The British Humanist Association (BHA) has expressed its sadness at the death of Tony Nicklinson, who campaigned for a new approach to assisted dying. He was 58, and he died on Wednesday morning at home.
In 2005, while on a business trip to Athens, he suffered a catastrophic stroke which left him with locked-in syndrome. Before the stroke, Tony had been very fit and active, and was a keen rugby player and skydiver. But after the stroke, he was paralysed from the neck down and unable to speak. He could only communicate via blinking, and described his life as a ‘living nightmare’. However, despite the suffering which he endured, he became a passionate campaigner for a new approach on assisted dying. Using a computer which tracked his eye movements, he set up a Twitter account, and was frequently interviewed by the media.

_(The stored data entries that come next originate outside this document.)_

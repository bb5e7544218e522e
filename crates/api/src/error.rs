use axum::http::StatusCode;
use axum::response::{IntoResponse, Response};
use gala_core::error::CoreError;
use gala_pipeline::PipelineError;
use serde_json::json;

/// Application-level error type for HTTP handlers.
///
/// Wraps [`CoreError`] for domain errors and adds HTTP-specific variants.
/// Implements [`IntoResponse`] to produce consistent JSON error responses.
#[derive(Debug, thiserror::Error)]
pub enum AppError {
    /// A domain-level error from `gala_core`.
    #[error(transparent)]
    Core(#[from] CoreError),

    /// A database error from sqlx.
    #[error("Database error: {0}")]
    Database(#[from] sqlx::Error),

    /// An infrastructure error escaping the pipeline (ledger or storage
    /// backend unavailable). Job-fatal validation errors never surface
    /// here; the orchestrator persists those on the job itself.
    #[error("Pipeline error: {0}")]
    Pipeline(#[from] PipelineError),

    /// A bad request with a human-readable message.
    #[error("Bad request: {0}")]
    BadRequest(String),

    /// An internal error with a human-readable message.
    #[error("Internal error: {0}")]
    InternalError(String),
}

/// Convenience type alias for handler return values.
pub type AppResult<T> = Result<T, AppError>;

impl IntoResponse for AppError {
    fn into_response(self) -> Response {
        let (status, code, message) = match &self {
            // --- CoreError variants ---
            AppError::Core(core) => match core {
                CoreError::NotFound { entity, id } => (
                    StatusCode::NOT_FOUND,
                    "NOT_FOUND",
                    format!("{entity} with id {id} not found"),
                ),
                CoreError::Validation(msg) => {
                    (StatusCode::BAD_REQUEST, "VALIDATION_ERROR", msg.clone())
                }
                CoreError::Conflict(msg) => (StatusCode::CONFLICT, "CONFLICT", msg.clone()),
                CoreError::Unauthorized(msg) => {
                    (StatusCode::UNAUTHORIZED, "UNAUTHORIZED", msg.clone())
                }
                CoreError::Forbidden(msg) => (StatusCode::FORBIDDEN, "FORBIDDEN", msg.clone()),
                CoreError::Internal(msg) => {
                    tracing::error!(error = %msg, "Internal core error");
                    (
                        StatusCode::INTERNAL_SERVER_ERROR,
                        "INTERNAL_ERROR",
                        "An internal error occurred".to_string(),
                    )
                }
            },

            // --- Database errors ---
            AppError::Database(err) => classify_sqlx_error(err),

            // --- Pipeline infrastructure errors ---
            AppError::Pipeline(err) => {
                tracing::error!(error = %err, "Pipeline infrastructure error");
                (
                    StatusCode::INTERNAL_SERVER_ERROR,
                    "INTERNAL_ERROR",
                    "An internal error occurred".to_string(),
                )
            }

            // --- HTTP-specific errors ---
            AppError::BadRequest(msg) => (StatusCode::BAD_REQUEST, "BAD_REQUEST", msg.clone()),
            AppError::InternalError(msg) => {
                tracing::error!(error = %msg, "Internal error");
                (
                    StatusCode::INTERNAL_SERVER_ERROR,
                    "INTERNAL_ERROR",
                    "An internal error occurred".to_string(),
                )
            }
        };

        let body = json!({
            "error": message,
            "code": code,
        });

        (status, axum::Json(body)).into_response()
    }
}

/// Classify a sqlx error into an HTTP status, error code, and message.
///
/// - `RowNotFound` maps to 404.
/// - Unique constraint violations (constraint name starting with `uq_`) map to 409.
/// - Everything else maps to 500 with a sanitized message.
fn classify_sqlx_error(err: &sqlx::Error) -> (StatusCode, &'static str, String) {
    match err {
        sqlx::Error::RowNotFound => (
            StatusCode::NOT_FOUND,
            "NOT_FOUND",
            "Resource not found".to_string(),
        ),
        sqlx::Error::Database(db_err) => {
            // PostgreSQL unique constraint violation: error code 23505
            if db_err.code().as_deref() == Some("23505") {
                let constraint = db_err.constraint().unwrap_or("unknown");
                if constraint.starts_with("uq_") {
                    return (
                        StatusCode::CONFLICT,
                        "CONFLICT",
                        format!("Duplicate value violates unique constraint: {constraint}"),
                    );
                }
            }
            tracing::error!(error = %db_err, "Database error");
            (
                StatusCode::INTERNAL_SERVER_ERROR,
                "INTERNAL_ERROR",
                "An internal error occurred".to_string(),
            )
        }
        other => {
            tracing::error!(error = %other, "Database error");
            (
                StatusCode::INTERNAL_SERVER_ERROR,
                "INTERNAL_ERROR",
                "An internal error occurred".to_string(),
            )
        }
    }
}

Tony brought a legal case by which he tried to obtain the right to have a doctor end his life without fear of prosecution. Under current law, it is not permitted for a doctor to end the life of a patient who is suffering incurably, and who wants to end their life but is unable to do so independently. Any doctor who does intervene in this way could face prosecution for murder, which carries a sentence of life imprisonment. Tony’s legal case to establish the right to have a doctor lawfully end his life went to the High Court last week, but he lost the case. Tony said that he was ‘devastated’ by the court’s decision, but he vowed to continue the fight and appeal against the decision.
Andrew Copson, BHA Chief Executive, commented, ‘Tony Nicklinson’s campaign was inspirational and his fight for the right of mentally competent adults to choose to end their lives woth medical assistance was a fight that we at the BHA very much supported. We will continue to campaign for the legalisation of assisred suicide, as will many others – their determination renewed by his example.’